EXERCISE DETAILS: Return the data below exactly, but only from the line containing "let ip: IpAddr = self" through the line containing "over the built-ins.", with both of those lines included.

[[ LISTED RECORDS open ]]

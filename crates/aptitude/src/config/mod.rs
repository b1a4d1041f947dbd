use std::env;
use std::fmt;
use std::net::{IpAddr, SocketAddr};
use std::path::PathBuf;

use crate::assessment::{LeadPolicy, PasswordPolicy};

/// Distinguishes runtime behavior for different stages of the service.
#[derive(Debug, Clone, Copy, PartialEq, Eq)]
pub enum AppEnvironment {
    Development,
    Test,
    Production,
}

impl AppEnvironment {
    fn from_str(value: &str) -> Self {
        match value.trim().to_ascii_lowercase().as_str() {
            "prod" | "production" => Self::Production,
            "test" | "ci" => Self::Test,
            _ => Self::Development,
        }
    }
}

/// Top-level configuration for the application.
#[derive(Debug, Clone)]
pub struct AppConfig {
    pub environment: AppEnvironment,
    pub server: ServerConfig,
    pub telemetry: TelemetryConfig,
    pub assessment: AssessmentConfig,
}

impl AppConfig {
    pub fn load() -> Result<Self, ConfigError> {
        dotenvy::dotenv().ok();

        let environment = AppEnvironment::from_str(
            &env::var("APP_ENV").unwrap_or_else(|_| "development".to_string()),
        );

        let host = env::var("APP_HOST").unwrap_or_else(|_| "127.0.0.1".to_string());
        let port = env::var("APP_PORT")
            .unwrap_or_else(|_| "3000".to_string())
            .parse::<u16>()
            .map_err(|_| ConfigError::InvalidPort)?;

        let log_level = env::var("APP_LOG_LEVEL").unwrap_or_else(|_| "info".to_string());

        let defaults = PasswordPolicy::default();
        let password = PasswordPolicy {
            min_length: env_usize("APP_PASSWORD_MIN_LENGTH", defaults.min_length)?,
            require_letter: defaults.require_letter,
            require_digit: env_flag("APP_PASSWORD_REQUIRE_DIGIT", defaults.require_digit)?,
            require_symbol: env_flag("APP_PASSWORD_REQUIRE_SYMBOL", defaults.require_symbol)?,
            require_uppercase: env_flag(
                "APP_PASSWORD_REQUIRE_UPPERCASE",
                defaults.require_uppercase,
            )?,
        };
        let require_phone = env_flag("APP_LEAD_REQUIRE_PHONE", true)?;
        let session_capacity =
            env_usize("APP_SESSION_CAPACITY", DEFAULT_SESSION_CAPACITY)?.max(1);

        let taxonomy_path = env::var("APP_TAXONOMY_PATH")
            .ok()
            .map(|value| value.trim().to_string())
            .filter(|value| !value.is_empty())
            .map(PathBuf::from);

        Ok(Self {
            environment,
            server: ServerConfig { host, port },
            telemetry: TelemetryConfig { log_level },
            assessment: AssessmentConfig {
                taxonomy_path,
                lead_policy: LeadPolicy {
                    password,
                    require_phone,
                },
                session_capacity,
            },
        })
    }
}

fn env_flag(key: &'static str, default: bool) -> Result<bool, ConfigError> {
    match env::var(key) {
        Err(_) => Ok(default),
        Ok(raw) => match raw.trim().to_ascii_lowercase().as_str() {
            "1" | "true" | "yes" | "on" => Ok(true),
            "0" | "false" | "no" | "off" => Ok(false),
            _ => Err(ConfigError::InvalidFlag { key, value: raw }),
        },
    }
}

fn env_usize(key: &'static str, default: usize) -> Result<usize, ConfigError> {
    match env::var(key) {
        Err(_) => Ok(default),
        Ok(raw) => raw
            .trim()
            .parse::<usize>()
            .map_err(|_| ConfigError::InvalidNumber { key, value: raw }),
    }
}

/// Settings controlling the HTTP server binding.
#[derive(Debug, Clone)]
pub struct ServerConfig {
    pub host: String,
    pub port: u16,
}

impl ServerConfig {
    pub fn socket_addr(&self) -> Result<SocketAddr, ConfigError> {
        if self.host.eq_ignore_ascii_case("localhost") {
            return Ok(SocketAddr::new(IpAddr::from([127, 0, 0, 1]), self.port));
        }

        let ip: IpAddr = self
            .host
            .parse()
            .map_err(|source| ConfigError::InvalidHost { source })?;

        Ok(SocketAddr::new(ip, self.port))
    }
}

/// Tracing and metrics controls.
#[derive(Debug, Clone)]
pub struct TelemetryConfig {
    pub log_level: String,
}

/// Taxonomy source and lead-capture policy.
#[derive(Debug, Clone)]
pub struct AssessmentConfig {
    /// Optional JSON file with extra taxonomy definitions merged over the built-ins.
    pub taxonomy_path: Option<PathBuf>,
    pub lead_policy: LeadPolicy,
    /// Upper bound on sessions held by the in-memory store; the oldest are evicted first.
    pub session_capacity: usize,
}

pub const DEFAULT_SESSION_CAPACITY: usize = 10_000;

#[derive(Debug)]
pub enum ConfigError {
    InvalidPort,
    InvalidHost { source: std::net::AddrParseError },
    InvalidFlag { key: &'static str, value: String },
    InvalidNumber { key: &'static str, value: String },
}

impl fmt::Display for ConfigError {
    fn fmt(&self, f: &mut fmt::Formatter<'_>) -> fmt::Result {
        match self {
            ConfigError::InvalidPort => write!(f, "APP_PORT must be a valid u16"),
            ConfigError::InvalidHost { .. } => {
                write!(f, "APP_HOST must parse to an IPv4 or IPv6 address")
            }
            ConfigError::InvalidFlag { key, value } => {
                write!(f, "{key} must be a boolean flag, found '{value}'")
            }
            ConfigError::InvalidNumber { key, value } => {
                write!(f, "{key} must be a non-negative integer, found '{value}'")
            }
        }
    }
}

impl std::error::Error for ConfigError {
    fn source(&self) -> Option<&(dyn std::error::Error + 'static)> {
        match self {
            ConfigError::InvalidHost { source } => Some(source),
            ConfigError::InvalidPort
            | ConfigError::InvalidFlag { .. }
            | ConfigError::InvalidNumber { .. } => None,
        }
    }
}

#[cfg(test)]
mod tests {
    use super::*;
    use std::env;
    use std::sync::{Mutex, OnceLock};

    fn env_guard() -> &'static Mutex<()> {
        static GUARD: OnceLock<Mutex<()>> = OnceLock::new();
        GUARD.get_or_init(|| Mutex::new(()))
    }

    fn reset_env() {
        for key in [
            "APP_ENV",
            "APP_HOST",
            "APP_PORT",
            "APP_LOG_LEVEL",
            "APP_TAXONOMY_PATH",
            "APP_PASSWORD_MIN_LENGTH",
            "APP_PASSWORD_REQUIRE_DIGIT",
            "APP_PASSWORD_REQUIRE_SYMBOL",
            "APP_PASSWORD_REQUIRE_UPPERCASE",
            "APP_LEAD_REQUIRE_PHONE",
            "APP_SESSION_CAPACITY",
        ] {
            env::remove_var(key);
        }
    }

    #[test]
    fn load_uses_defaults_when_env_missing() {
        let _lock = env_guard().lock().expect("env mutex poisoned");
        reset_env();
        let config = AppConfig::load().expect("config loads with defaults");
        assert_eq!(config.environment, AppEnvironment::Development);
        assert_eq!(config.server.host, "127.0.0.1");
        assert_eq!(config.server.port, 3000);
        assert_eq!(config.telemetry.log_level, "info");
        assert!(config.assessment.taxonomy_path.is_none());
        assert_eq!(config.assessment.lead_policy, LeadPolicy::default());
        assert_eq!(config.assessment.session_capacity, DEFAULT_SESSION_CAPACITY);
    }

    #[test]
    fn session_capacity_is_at_least_one() {
        let _lock = env_guard().lock().expect("env mutex poisoned");
        reset_env();
        env::set_var("APP_SESSION_CAPACITY", "0");
        let config = AppConfig::load().expect("config loads");
        assert_eq!(config.assessment.session_capacity, 1);

        env::set_var("APP_SESSION_CAPACITY", "many");
        assert!(matches!(
            AppConfig::load(),
            Err(ConfigError::InvalidNumber {
                key: "APP_SESSION_CAPACITY",
                ..
            })
        ));
        reset_env();
    }

    #[test]
    fn accepts_localhost_host() {
        let _lock = env_guard().lock().expect("env mutex poisoned");
        reset_env();
        env::set_var("APP_HOST", "localhost");
        let config = AppConfig::load().expect("config loads");
        let addr = config.server.socket_addr().expect("localhost resolves");
        assert_eq!(addr, SocketAddr::new(IpAddr::from([127, 0, 0, 1]), 3000));
        reset_env();
    }

    #[test]
    fn reads_password_policy_overrides() {
        let _lock = env_guard().lock().expect("env mutex poisoned");
        reset_env();
        env::set_var("APP_PASSWORD_MIN_LENGTH", "10");
        env::set_var("APP_PASSWORD_REQUIRE_SYMBOL", "yes");
        env::set_var("APP_LEAD_REQUIRE_PHONE", "false");
        let config = AppConfig::load().expect("config loads");
        let policy = config.assessment.lead_policy;
        assert_eq!(policy.password.min_length, 10);
        assert!(policy.password.require_symbol);
        assert!(!policy.require_phone);
        reset_env();
    }

    #[test]
    fn rejects_malformed_flags() {
        let _lock = env_guard().lock().expect("env mutex poisoned");
        reset_env();
        env::set_var("APP_PASSWORD_REQUIRE_DIGIT", "sometimes");
        match AppConfig::load() {
            Err(ConfigError::InvalidFlag { key, value }) => {
                assert_eq!(key, "APP_PASSWORD_REQUIRE_DIGIT");
                assert_eq!(value, "sometimes");
            }
            other => panic!("expected invalid flag error, got {other:?}"),
        }
        reset_env();
    }
}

[[ LISTED RECORDS closed ]]

TASK RESULT:
        let ip: IpAddr = self
            .host
            .parse()
            .map_err(|source| ConfigError::InvalidHost { source })?;

        Ok(SocketAddr::new(ip, self.port))
    }
}

/// Tracing and metrics controls.
#[derive(Debug, Clone)]
pub struct TelemetryConfig {
    pub log_level: String,
}

/// Taxonomy source and lead-capture policy.
#[derive(Debug, Clone)]
pub struct AssessmentConfig {
    /// Optional JSON file with extra taxonomy definitions merged over the built-ins.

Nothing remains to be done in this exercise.